**INSTRUCTIONS TO FOLLOW:** Give back exactly the lines from the one holding "to read content" to the last line of the entries, both included, and nothing more.

START DATA FOR THIS TASK

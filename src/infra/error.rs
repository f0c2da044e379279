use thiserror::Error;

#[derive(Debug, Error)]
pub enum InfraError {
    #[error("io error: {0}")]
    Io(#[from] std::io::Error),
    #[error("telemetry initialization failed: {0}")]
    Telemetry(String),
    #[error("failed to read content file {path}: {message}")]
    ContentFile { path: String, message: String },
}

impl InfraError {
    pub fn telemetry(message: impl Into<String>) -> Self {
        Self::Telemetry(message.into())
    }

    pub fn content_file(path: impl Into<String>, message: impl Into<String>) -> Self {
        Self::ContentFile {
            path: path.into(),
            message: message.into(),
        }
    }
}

END DATA FOR THIS TASK

**YOUR SOLUTION:**
    #[error("failed to read content file {path}: {message}")]
    ContentFile { path: String, message: String },
}

impl InfraError {
    pub fn telemetry(message: impl Into<String>) -> Self {
        Self::Telemetry(message.into())
    }

    pub fn content_file(path: impl Into<String>, message: impl Into<String>) -> Self {
        Self::ContentFile {
            path: path.into(),
            message: message.into(),
        }
    }
}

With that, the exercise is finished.